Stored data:
************
impl Transport {
    fn odata_header_template(&self) -> Header {
        header_template(self.config.source_port, self.config.dest_port, self.config.gsi)
    }

    fn tsi(&self) -> Tsi {
        Tsi { gsi: self.config.gsi, source_port: self.config.source_port }
    }

    /// Snapshot of the cumulative statistics counters.
    pub fn stats(&self) -> SenderStats {
        self.stats.snapshot()
    }

    /// Copies one APDU, fragmenting if it exceeds `max_tsdu`.
    pub fn send(&self, apdu: &[u8], flags: SendFlags) -> Result<usize, PgmError> {
        self.send_vector(&[apdu], true, flags)
    }

    /// Single-packet fast path: fails with `Oversize` rather than fragmenting.
    pub fn send_one_copy(&self, apdu: &[u8], flags: SendFlags) -> Result<usize, PgmError> {
        if apdu.len() > self.config.max_tsdu() {
            return Err(PgmError::Oversize { len: apdu.len() });
        }
        self.send_vector(&[apdu], true, flags)
    }

    /// Gathers `iov` into one APDU. If `one_apdu` and the total fits in one
    /// TSDU, emits a single ODATA with one `OPT_FRAGMENT`; otherwise fragments.
    pub fn send_vector(&self, iov: &[&[u8]], one_apdu: bool, flags: SendFlags) -> Result<usize, PgmError> {
        if self.closed.load(Ordering::Acquire) {
            return Err(PgmError::Closed);
        }

        let total_len: usize = iov.iter().map(|b| b.len()).sum();
        let capacity = self.config.max_tsdu() * self.config.txw_sqns as usize;
        if total_len > capacity {
            return Err(PgmError::Oversize { len: total_len });
        }

        let mut apdu = Vec::with_capacity(total_len);
        for b in iov {
            apdu.extend_from_slice(b);
        }

        let fits_single = one_apdu && total_len <= self.config.max_tsdu();
        let plans = if fits_single {
            vec![crate::send_path::FragmentPlan { offset: 0, len: total_len }]
        } else {
            fragment_plan(total_len, self.config.max_tsdu())
        };

        let _writer = self.send_mutex.lock().unwrap();

        let (start_idx, frag_sqn) = {
            let resume = self.resume.lock().unwrap();
            match resume.as_ref() {
                Some(r) if r.apdu_len == total_len => (r.next_fragment, r.frag_sqn),
                _ => (0, self.txw.next_lead()),
            }
        };

        if flags.grouped_rate_check() {
            let remaining = plans.len() - start_idx;
            let upper_bound = remaining * self.config.max_tpdu;
            self.rate.check(upper_bound, true)?;
        }

        for i in start_idx..plans.len() {
            let plan = plans[i];
            if !flags.grouped_rate_check() {
                let estimated_wire = plan.len + self.config.header_overhead();
                if let Err(e) = self.rate.check(estimated_wire, flags.dontwait()) {
                    *self.resume.lock().unwrap() = Some(ResumeState {
                        apdu_len: total_len,
                        next_fragment: i,
                        frag_sqn,
                    });
                    return Err(e);
                }
            }

            let sqn = self.txw.next_lead();
            let trail = self.txw.trail();
            let parity_grp = if self.config.use_proactive_parity {
                Some(self.config.rs_k)
            } else {
                None
            };
            let fields = odata_fields_for(&plans, i, total_len, frag_sqn, sqn, trail, parity_grp);
            let fragment = fields.fragment;
            let built = pgm_codec::build_odata(self.odata_header_template(), fields, &apdu[plan.offset..plan.offset + plan.len]);
            let wire_len = built.tpdu.len();

            match self.sink.send(&built.tpdu) {
                Ok(()) => {}
                Err(e) if e.kind() == std::io::ErrorKind::WouldBlock && flags.dontwait() => {
                    let record = record_from_built(sqn, built, fragment);
                    self.txw.add(record);
                    *self.resume.lock().unwrap() = Some(ResumeState {
                        apdu_len: total_len,
                        next_fragment: i + 1,
                        frag_sqn,
                    });
                    return Err(PgmError::WouldBlock);
                }
                Err(_) => {
                    // Per spec.md §7, write failures after the record exists are
                    // swallowed: the window is the durable record of the data.
                }
            }

            let record = record_from_built(sqn, built, fragment);
            self.txw.add(record);
            self.stats.data_bytes_sent.fetch_add(plan.len as u64, Ordering::Relaxed);
            self.stats.data_msgs_sent.fetch_add(1, Ordering::Relaxed);
            self.stats.bytes_sent.fetch_add(wire_len as u64, Ordering::Relaxed);
            let (_, should_wake) = self.spm.reset_after_burst(Instant::now());
            if should_wake {
                let _ = self.repair_tx.send(());
            }

            if self.config.use_proactive_parity {
                let tg_mask = !0u32 << self.tg_shift;
                if sqn.wrapping_add(1) & !tg_mask == 0 {
                    let tg_base = sqn & tg_mask;
                    if self.txw.retransmit_push(tg_base, true, self.tg_shift).unwrap_or(false) {
                        let _ = self.repair_tx.send(());
                    }
                }
            }
        }

        *self.resume.lock().unwrap() = None;
        Ok(total_len)
    }

    /// Feeds one incoming control-packet buffer (NAK, NNAK, or SPMR) to the
    /// NAK/NCF path, dispatching by the decoded packet type.
    fn handle_control_packet(&self, buf: &[u8]) {
        let ty = match Header::decode(buf) {
            Ok(h) => h.ty,
            Err(e) => {
                log::warn!("discarding control packet with unparsable header: {e}");
                self.stats.packets_discarded.fetch_add(1, Ordering::Relaxed);
                return;
            }
        };

        match ty {
            PacketType::Nak => {
                if let Some(outcome) = self.nak_path.handle_nak(buf, &self.txw, &self.stats, self.odata_header_template()) {
                    let _ = self.sink.send(&outcome.ncf);
                    if outcome.should_notify_timer {
                        let _ = self.repair_tx.send(());
                    }
                }
            }
            PacketType::Nnak => self.nak_path.handle_nnak(buf, &self.stats),
            PacketType::Spmr => {
                if self.nak_path.handle_spmr(buf, self.tsi(), &self.spmr_throttle, &self.stats) {
                    self.emit_spm();
                }
            }
            other => {
                log::warn!("discarding control packet of unexpected type {other:?}");
                self.stats.packets_discarded.fetch_add(1, Ordering::Relaxed);
            }
        }
    }

    fn run_receive_thread(&self, control_rx: crossbeam::channel::Receiver<Vec<u8>>) {
        while let Ok(buf) = control_rx.recv() {
            self.handle_control_packet(&buf);
        }
    }

    fn emit_spm(&self) {
        let fields = SpmFields {
            spm_sqn: self.spm.next_spm_sqn(),
            trail: self.txw.trail(),
            lead: self.txw.lead(),
            nla: self.config.source_nla,
        };
        let tpdu = pgm_codec::build_spm(self.odata_header_template(), fields);
        if self.rate.check(tpdu.len(), false).is_ok() {
            let _ = self.sink.send(&tpdu);
            self.stats.bytes_sent.fetch_add(tpdu.len() as u64, Ordering::Relaxed);
        }
    }

    fn emit_selective_rdata(&self, sqn: u32) {
        let record = match self.txw.peek(sqn) {
            Ok(r) => r,
            Err(_) => return,
        };
        let trail = self.txw.trail();
        let wire_len = {
            let mut buf = record.buf.lock().unwrap();
            pgm_codec::rewrite_as_rdata(&mut buf, record.data_trail_offset, record.tsdu_offset, trail, record.tsdu_partial);
            buf.len()
        };
        if self.rate.check(wire_len, false).is_ok() {
            let buf = record.buf.lock().unwrap();
            let _ = self.sink.send(&buf);
            self.stats.bytes_retransmitted.fetch_add(wire_len as u64, Ordering::Relaxed);
            self.stats.msgs_retransmitted.fetch_add(1, Ordering::Relaxed);
            log::trace!("retransmitted sqn {sqn} as RDATA ({wire_len} bytes)");
        }
        self.spm.reset_after_burst(Instant::now());
    }

    fn emit_parity(&self, tg_base: u32, h: u32) {
        let encoder = match &self.parity_encoder {
            Some(e) => e,
            None => return,
        };
        let k = self.config.rs_k;
        let mut originals = Vec::with_capacity(k as usize);
        for sqn in tg_base..tg_base.wrapping_add(k) {
            match self.txw.peek(sqn) {
                Ok(r) => originals.push(r),
                Err(_) => return,
            }
        }
        let trail = self.txw.trail();
        let parity_sqn = tg_base | h;
        let synth = fec::synthesize(&originals, encoder, h, parity_sqn, trail);
        let tpdu = pgm_codec::build_parity(self.odata_header_template(), synth.fields, &synth.tsdu);
        if self.rate.check(tpdu.len(), false).is_ok() {
            let _ = self.sink.send(&tpdu);
            self.stats.bytes_retransmitted.fetch_add(tpdu.len() as u64, Ordering::Relaxed);
            self.stats.msgs_retransmitted.fetch_add(1, Ordering::Relaxed);
            log::trace!("emitted parity index {h} for transmission group at {tg_base} ({} bytes)", tpdu.len());
        }
        self.spm.reset_after_burst(Instant::now());
    }

    fn drain_repairs(&self) {
        while let Some(job) = self.txw.retransmit_try_peek() {
            match job {
                RepairJob::Selective(sqn) => self.emit_selective_rdata(sqn),
                RepairJob::Parity { tg_base, h } => self.emit_parity(tg_base, h),
            }
            self.txw.retransmit_remove_head();
        }
    }

    fn run_timer_thread(&self) {
        loop {
            let now = Instant::now();
            let deadline = self.spm.current_deadline();
            let timeout = deadline.saturating_duration_since(now).max(Duration::from_millis(1));

            match self.repair_rx.recv_timeout(timeout) {
                Ok(()) => {}
                Err(crossbeam::channel::RecvTimeoutError::Timeout) => {}
                Err(crossbeam::channel::RecvTimeoutError::Disconnected) => {
                    self.drain_repairs();
                    break;
                }
            }

            self.drain_repairs();

            let now = Instant::now();
            if now >= self.spm.current_deadline() {
                self.emit_spm();
                self.spm.on_deadline_fired(now);
            }

            if self.closed.load(Ordering::Acquire) {
                self.drain_repairs();
                break;
            }
        }
    }

    /// Sets the closed flag, wakes the timer thread so it drains the
    /// retransmit queue once and exits, and joins it. Subsequent `send`
    /// calls fail with [`PgmError::Closed`].
    pub fn close(&self) {
        self.closed.store(true, Ordering::Release);
        let _ = self.repair_tx.send(());
        if let Some(threads) = self.threads.lock().unwrap().take() {
            let _ = threads.timer.join();
            let _ = threads.receive.join();
        }
    }
}
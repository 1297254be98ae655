//! Send-side protocol engine for a PGM (RFC 3208) reliable-multicast transport.
//!
//! This crate implements the sender's transmit window, retransmit queue, SPM
//! heartbeat scheduler, NAK/NCF handling, Reed-Solomon parity synthesis, and
//! rate-limited send path. Socket creation, interface/NLA resolution, and
//! receiver-side logic are external collaborators, modeled here only as the
//! [`pgm_sink::DatagramSink`] trait the transport writes TPDUs to.
#![deny(missing_docs)]
#![deny(warnings)]

mod error;
mod fec;
mod nak;
mod rate;
mod send_path;
mod spm;
mod transport;
mod txw;

pub use error::{Errno, PgmError};
pub use pgm_codec::Nla;
pub use rate::RateController;
pub use transport::{SendFlags, SenderStats, Transport, TransportBuilder, TransportConfig};
pub use txw::{sqn_lt, RepairJob};

use std::sync::atomic::{AtomicU64, Ordering};

/// Transmit Session Identifier: GSI plus source port (spec.md §3, Glossary).
#[derive(Debug, Clone, Copy, Eq, PartialEq, Hash)]
pub struct Tsi {
    /// Globally-unique source identifier.
    pub gsi: [u8; 6],
    /// UDP/transport source port.
    pub source_port: u16,
}

/// Cumulative, monotonic statistics counters (spec.md §6).
#[derive(Default)]
pub(crate) struct Stats {
    pub bytes_sent: AtomicU64,
    pub data_bytes_sent: AtomicU64,
    pub data_msgs_sent: AtomicU64,
    pub selective_naks_received: AtomicU64,
    pub parity_naks_received: AtomicU64,
    pub malformed_naks: AtomicU64,
    pub bytes_retransmitted: AtomicU64,
    pub msgs_retransmitted: AtomicU64,
    pub nnak_errors: AtomicU64,
    pub spmr_received: AtomicU64,
    pub packets_discarded: AtomicU64,
}

impl Stats {
    pub(crate) fn snapshot(&self) -> SenderStats {
        SenderStats {
            bytes_sent: self.bytes_sent.load(Ordering::Relaxed),
            data_bytes_sent: self.data_bytes_sent.load(Ordering::Relaxed),
            data_msgs_sent: self.data_msgs_sent.load(Ordering::Relaxed),
            selective_naks_received: self.selective_naks_received.load(Ordering::Relaxed),
            parity_naks_received: self.parity_naks_received.load(Ordering::Relaxed),
            malformed_naks: self.malformed_naks.load(Ordering::Relaxed),
            bytes_retransmitted: self.bytes_retransmitted.load(Ordering::Relaxed),
            msgs_retransmitted: self.msgs_retransmitted.load(Ordering::Relaxed),
            nnak_errors: self.nnak_errors.load(Ordering::Relaxed),
            spmr_received: self.spmr_received.load(Ordering::Relaxed),
            packets_discarded: self.packets_discarded.load(Ordering::Relaxed),
        }
    }
}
************
All lines above from the one with "fn tsi(&self) ->" to the one with "fits in one", inclusive, should be copied exactly, and no other lines.

▸ Your response:
    fn tsi(&self) -> Tsi {
        Tsi { gsi: self.config.gsi, source_port: self.config.source_port }
    }

    /// Snapshot of the cumulative statistics counters.
    pub fn stats(&self) -> SenderStats {
        self.stats.snapshot()
    }

    /// Copies one APDU, fragmenting if it exceeds `max_tsdu`.
    pub fn send(&self, apdu: &[u8], flags: SendFlags) -> Result<usize, PgmError> {
        self.send_vector(&[apdu], true, flags)
    }

    /// Single-packet fast path: fails with `Oversize` rather than fragmenting.
    pub fn send_one_copy(&self, apdu: &[u8], flags: SendFlags) -> Result<usize, PgmError> {
        if apdu.len() > self.config.max_tsdu() {
            return Err(PgmError::Oversize { len: apdu.len() });
        }
        self.send_vector(&[apdu], true, flags)
    }

    /// Gathers `iov` into one APDU. If `one_apdu` and the total fits in one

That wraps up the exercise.